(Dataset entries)
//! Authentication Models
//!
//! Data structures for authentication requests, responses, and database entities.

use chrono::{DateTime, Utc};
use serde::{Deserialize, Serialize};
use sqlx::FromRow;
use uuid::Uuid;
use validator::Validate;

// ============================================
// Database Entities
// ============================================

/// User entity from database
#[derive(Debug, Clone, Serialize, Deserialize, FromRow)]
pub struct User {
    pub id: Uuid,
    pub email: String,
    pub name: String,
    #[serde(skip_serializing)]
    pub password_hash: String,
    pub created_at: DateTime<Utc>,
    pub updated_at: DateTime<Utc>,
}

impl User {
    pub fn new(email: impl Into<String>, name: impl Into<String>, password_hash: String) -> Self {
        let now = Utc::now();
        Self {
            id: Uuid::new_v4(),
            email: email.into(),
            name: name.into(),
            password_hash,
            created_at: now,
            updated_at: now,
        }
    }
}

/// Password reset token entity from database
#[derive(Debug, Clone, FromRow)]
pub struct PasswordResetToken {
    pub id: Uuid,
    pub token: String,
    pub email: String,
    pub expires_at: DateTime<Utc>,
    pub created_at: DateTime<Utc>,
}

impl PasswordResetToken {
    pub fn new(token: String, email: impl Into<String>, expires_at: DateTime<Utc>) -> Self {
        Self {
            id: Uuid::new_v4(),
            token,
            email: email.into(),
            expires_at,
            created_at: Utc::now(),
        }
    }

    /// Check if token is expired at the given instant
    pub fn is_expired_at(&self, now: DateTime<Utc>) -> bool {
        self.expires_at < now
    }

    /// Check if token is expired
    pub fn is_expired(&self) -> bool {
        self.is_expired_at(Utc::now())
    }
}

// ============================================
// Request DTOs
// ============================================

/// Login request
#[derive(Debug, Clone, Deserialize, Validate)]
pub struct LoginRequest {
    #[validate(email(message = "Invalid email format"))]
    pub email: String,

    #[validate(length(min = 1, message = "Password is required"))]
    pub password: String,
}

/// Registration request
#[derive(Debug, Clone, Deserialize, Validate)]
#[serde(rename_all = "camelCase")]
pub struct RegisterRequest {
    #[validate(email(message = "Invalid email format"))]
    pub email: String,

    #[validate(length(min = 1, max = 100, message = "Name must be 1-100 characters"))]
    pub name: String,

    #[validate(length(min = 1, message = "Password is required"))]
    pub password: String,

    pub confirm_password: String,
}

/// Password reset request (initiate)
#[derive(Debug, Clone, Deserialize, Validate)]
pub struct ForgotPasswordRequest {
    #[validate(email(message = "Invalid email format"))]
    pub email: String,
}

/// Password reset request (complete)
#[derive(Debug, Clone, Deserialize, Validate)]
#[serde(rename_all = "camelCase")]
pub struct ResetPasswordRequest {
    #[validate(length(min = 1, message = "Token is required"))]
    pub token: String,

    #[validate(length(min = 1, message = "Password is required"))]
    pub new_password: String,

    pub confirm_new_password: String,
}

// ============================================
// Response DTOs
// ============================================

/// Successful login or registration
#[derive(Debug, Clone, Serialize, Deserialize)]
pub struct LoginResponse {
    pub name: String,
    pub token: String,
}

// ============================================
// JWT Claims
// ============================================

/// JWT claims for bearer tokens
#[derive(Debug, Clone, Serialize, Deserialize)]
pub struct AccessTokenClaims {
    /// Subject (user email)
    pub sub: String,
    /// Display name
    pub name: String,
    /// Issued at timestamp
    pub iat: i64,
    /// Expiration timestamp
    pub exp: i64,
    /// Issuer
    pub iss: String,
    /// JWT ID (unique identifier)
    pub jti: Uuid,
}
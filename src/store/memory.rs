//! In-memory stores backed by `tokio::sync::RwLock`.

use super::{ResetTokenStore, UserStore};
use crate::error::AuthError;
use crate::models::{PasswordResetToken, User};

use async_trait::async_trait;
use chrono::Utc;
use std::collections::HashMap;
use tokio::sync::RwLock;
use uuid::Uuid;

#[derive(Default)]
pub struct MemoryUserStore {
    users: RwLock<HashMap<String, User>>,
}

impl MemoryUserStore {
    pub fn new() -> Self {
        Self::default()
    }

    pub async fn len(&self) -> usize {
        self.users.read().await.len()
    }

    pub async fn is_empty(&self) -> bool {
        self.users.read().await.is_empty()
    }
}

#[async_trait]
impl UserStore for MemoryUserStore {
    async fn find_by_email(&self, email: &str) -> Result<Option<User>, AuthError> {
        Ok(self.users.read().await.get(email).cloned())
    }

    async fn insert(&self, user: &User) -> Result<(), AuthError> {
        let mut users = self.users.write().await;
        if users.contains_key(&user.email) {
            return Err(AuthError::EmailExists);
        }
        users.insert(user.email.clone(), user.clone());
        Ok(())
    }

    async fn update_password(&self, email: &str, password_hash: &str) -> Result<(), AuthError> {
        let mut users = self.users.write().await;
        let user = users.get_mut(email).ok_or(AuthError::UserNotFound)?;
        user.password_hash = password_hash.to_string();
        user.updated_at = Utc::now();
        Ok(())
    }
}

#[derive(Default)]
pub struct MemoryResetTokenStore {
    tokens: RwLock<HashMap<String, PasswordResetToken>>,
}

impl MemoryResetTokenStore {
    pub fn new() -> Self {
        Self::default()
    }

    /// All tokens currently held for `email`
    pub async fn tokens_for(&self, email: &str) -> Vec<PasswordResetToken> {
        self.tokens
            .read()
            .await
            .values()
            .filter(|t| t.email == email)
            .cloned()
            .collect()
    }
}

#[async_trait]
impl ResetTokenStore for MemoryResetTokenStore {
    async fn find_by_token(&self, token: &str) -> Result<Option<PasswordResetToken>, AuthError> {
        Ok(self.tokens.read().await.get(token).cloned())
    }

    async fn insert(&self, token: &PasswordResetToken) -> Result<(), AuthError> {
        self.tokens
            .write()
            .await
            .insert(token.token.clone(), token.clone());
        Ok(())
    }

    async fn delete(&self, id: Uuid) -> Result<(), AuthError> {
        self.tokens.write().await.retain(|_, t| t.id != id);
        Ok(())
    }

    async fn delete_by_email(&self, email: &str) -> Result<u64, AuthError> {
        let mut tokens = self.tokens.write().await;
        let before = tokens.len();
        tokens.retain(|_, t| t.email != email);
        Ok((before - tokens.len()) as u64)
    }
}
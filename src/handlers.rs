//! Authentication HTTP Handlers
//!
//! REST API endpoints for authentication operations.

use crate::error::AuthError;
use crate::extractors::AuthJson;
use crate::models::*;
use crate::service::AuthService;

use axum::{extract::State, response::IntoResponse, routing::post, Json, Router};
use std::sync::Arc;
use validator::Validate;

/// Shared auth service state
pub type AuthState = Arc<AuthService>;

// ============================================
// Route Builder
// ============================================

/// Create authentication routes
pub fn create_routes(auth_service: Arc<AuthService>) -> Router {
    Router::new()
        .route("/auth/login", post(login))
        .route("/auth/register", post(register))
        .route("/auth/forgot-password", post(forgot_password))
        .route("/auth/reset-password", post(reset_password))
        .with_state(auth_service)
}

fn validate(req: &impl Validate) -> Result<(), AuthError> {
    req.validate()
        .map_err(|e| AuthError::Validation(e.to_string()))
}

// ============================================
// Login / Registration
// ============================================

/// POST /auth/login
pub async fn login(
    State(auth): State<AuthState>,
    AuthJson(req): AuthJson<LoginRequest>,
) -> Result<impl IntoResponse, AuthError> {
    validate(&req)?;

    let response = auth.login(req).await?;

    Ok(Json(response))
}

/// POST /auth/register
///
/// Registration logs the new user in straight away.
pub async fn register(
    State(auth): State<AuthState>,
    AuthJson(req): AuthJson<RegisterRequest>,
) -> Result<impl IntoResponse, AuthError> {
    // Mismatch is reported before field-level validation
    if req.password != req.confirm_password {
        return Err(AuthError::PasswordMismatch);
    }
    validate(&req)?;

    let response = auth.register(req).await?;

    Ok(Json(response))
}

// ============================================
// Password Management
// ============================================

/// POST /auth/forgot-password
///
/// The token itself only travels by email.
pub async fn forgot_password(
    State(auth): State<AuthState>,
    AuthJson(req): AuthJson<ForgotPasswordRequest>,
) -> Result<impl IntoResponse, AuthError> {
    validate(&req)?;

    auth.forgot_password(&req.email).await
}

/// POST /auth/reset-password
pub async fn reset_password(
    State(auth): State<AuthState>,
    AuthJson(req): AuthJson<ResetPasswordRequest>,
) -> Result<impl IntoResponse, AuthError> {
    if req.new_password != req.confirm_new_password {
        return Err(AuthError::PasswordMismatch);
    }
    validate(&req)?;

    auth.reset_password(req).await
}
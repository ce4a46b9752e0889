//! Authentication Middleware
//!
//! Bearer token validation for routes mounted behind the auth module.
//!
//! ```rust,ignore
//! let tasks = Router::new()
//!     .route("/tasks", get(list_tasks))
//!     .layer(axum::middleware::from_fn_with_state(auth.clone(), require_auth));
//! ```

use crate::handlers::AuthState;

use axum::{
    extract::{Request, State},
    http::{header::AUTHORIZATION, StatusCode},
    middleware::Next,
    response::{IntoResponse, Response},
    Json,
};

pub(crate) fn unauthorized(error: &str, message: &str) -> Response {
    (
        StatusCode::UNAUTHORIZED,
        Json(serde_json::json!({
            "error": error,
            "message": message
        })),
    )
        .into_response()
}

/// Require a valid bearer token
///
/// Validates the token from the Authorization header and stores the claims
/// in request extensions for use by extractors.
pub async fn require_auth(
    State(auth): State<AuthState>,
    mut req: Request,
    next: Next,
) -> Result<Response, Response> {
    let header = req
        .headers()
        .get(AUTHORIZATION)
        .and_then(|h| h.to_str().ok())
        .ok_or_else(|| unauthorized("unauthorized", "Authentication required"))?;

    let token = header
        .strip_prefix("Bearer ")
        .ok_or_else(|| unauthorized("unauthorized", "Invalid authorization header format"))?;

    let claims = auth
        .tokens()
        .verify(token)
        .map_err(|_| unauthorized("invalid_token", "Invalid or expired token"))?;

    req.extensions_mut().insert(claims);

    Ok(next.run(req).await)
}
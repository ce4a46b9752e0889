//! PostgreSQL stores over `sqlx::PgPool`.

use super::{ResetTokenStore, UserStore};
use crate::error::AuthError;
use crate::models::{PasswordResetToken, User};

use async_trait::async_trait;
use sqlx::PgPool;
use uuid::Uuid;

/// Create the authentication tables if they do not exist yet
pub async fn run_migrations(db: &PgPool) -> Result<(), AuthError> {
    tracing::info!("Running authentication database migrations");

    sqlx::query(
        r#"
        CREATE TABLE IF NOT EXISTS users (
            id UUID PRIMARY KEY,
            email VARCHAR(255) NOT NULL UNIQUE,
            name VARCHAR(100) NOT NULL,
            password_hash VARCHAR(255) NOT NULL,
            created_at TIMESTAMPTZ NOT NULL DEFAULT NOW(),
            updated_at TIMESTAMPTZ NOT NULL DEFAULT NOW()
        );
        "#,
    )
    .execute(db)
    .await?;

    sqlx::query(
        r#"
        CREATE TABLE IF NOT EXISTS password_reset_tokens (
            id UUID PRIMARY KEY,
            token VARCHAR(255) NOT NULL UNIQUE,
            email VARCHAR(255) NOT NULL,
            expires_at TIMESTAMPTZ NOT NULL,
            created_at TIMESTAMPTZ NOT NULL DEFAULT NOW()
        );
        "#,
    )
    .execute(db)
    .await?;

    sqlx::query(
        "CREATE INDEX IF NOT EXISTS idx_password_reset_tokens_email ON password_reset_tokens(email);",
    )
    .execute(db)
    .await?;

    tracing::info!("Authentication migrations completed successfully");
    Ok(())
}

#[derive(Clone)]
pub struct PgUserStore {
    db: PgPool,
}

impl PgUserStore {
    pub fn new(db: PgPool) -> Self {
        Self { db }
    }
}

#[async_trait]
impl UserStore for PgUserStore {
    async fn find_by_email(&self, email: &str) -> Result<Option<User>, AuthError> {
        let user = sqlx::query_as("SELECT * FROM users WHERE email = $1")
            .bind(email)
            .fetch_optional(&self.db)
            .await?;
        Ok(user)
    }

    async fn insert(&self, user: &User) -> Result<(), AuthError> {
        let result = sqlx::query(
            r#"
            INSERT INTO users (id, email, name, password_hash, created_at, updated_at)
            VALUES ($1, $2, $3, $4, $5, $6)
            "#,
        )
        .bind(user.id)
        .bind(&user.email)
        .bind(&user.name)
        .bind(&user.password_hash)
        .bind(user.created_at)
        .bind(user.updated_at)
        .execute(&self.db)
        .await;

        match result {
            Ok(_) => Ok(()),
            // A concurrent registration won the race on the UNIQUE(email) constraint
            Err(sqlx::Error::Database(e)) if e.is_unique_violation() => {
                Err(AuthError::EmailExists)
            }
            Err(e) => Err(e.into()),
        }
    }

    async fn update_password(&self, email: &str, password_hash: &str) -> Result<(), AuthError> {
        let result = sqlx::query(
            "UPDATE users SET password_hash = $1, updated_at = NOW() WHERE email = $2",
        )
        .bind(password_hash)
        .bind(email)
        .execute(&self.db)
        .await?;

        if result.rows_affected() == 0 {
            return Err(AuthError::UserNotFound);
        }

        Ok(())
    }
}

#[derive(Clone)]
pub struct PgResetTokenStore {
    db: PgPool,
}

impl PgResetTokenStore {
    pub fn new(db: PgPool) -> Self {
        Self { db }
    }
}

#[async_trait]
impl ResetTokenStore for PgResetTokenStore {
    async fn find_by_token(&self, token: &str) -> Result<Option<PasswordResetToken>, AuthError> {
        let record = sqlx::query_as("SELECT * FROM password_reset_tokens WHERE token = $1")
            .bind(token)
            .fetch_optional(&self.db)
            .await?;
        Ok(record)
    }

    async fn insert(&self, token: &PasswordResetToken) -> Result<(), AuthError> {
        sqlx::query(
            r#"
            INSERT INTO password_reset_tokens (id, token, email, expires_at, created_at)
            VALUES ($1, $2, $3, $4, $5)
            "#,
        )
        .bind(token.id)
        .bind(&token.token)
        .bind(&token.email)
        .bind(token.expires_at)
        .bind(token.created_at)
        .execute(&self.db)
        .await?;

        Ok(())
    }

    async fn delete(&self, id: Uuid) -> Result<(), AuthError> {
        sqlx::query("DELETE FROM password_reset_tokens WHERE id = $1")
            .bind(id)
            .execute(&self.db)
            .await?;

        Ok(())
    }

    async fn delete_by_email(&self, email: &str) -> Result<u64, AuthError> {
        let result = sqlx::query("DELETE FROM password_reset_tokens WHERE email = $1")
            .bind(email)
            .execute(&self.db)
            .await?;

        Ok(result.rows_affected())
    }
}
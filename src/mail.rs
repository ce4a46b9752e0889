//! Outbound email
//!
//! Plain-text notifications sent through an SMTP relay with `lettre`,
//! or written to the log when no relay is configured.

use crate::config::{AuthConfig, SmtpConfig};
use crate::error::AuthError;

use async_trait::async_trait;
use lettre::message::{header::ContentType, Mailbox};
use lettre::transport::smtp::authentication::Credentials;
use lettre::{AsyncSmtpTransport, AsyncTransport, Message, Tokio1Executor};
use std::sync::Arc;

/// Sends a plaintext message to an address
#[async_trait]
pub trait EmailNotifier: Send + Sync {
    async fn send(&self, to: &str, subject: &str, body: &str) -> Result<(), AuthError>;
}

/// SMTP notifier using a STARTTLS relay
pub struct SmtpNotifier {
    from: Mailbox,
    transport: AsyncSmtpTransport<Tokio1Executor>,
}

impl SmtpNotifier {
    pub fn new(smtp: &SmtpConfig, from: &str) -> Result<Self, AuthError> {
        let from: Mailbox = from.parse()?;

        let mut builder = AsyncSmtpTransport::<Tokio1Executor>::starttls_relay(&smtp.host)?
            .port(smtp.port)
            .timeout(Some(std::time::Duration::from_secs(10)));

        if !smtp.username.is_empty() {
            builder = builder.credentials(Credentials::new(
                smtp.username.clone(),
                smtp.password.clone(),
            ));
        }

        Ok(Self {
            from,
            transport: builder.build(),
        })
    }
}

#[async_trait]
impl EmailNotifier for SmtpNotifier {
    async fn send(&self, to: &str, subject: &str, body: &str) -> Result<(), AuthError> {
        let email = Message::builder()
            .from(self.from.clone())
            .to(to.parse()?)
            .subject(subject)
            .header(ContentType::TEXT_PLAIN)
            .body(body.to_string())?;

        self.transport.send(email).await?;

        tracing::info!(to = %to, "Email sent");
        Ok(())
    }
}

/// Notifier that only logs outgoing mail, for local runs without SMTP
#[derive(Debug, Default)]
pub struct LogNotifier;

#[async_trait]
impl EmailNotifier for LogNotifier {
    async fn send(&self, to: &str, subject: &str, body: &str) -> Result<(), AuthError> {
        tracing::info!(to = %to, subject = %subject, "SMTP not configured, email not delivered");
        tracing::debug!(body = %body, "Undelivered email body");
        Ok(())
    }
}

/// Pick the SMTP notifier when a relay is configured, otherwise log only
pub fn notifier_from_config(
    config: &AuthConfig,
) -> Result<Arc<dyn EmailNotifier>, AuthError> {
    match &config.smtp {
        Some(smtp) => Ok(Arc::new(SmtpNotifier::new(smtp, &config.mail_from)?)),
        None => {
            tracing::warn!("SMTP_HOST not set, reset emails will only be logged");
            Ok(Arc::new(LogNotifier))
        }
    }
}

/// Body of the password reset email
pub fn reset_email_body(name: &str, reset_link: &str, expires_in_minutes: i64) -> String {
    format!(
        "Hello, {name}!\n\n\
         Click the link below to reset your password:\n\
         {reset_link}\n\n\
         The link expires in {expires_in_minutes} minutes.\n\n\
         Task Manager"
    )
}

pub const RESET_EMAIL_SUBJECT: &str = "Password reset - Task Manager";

◆ Directions for this task: All that is required is the number of lines in the data above that contain the word "bool".

◆ Finished exercise: 3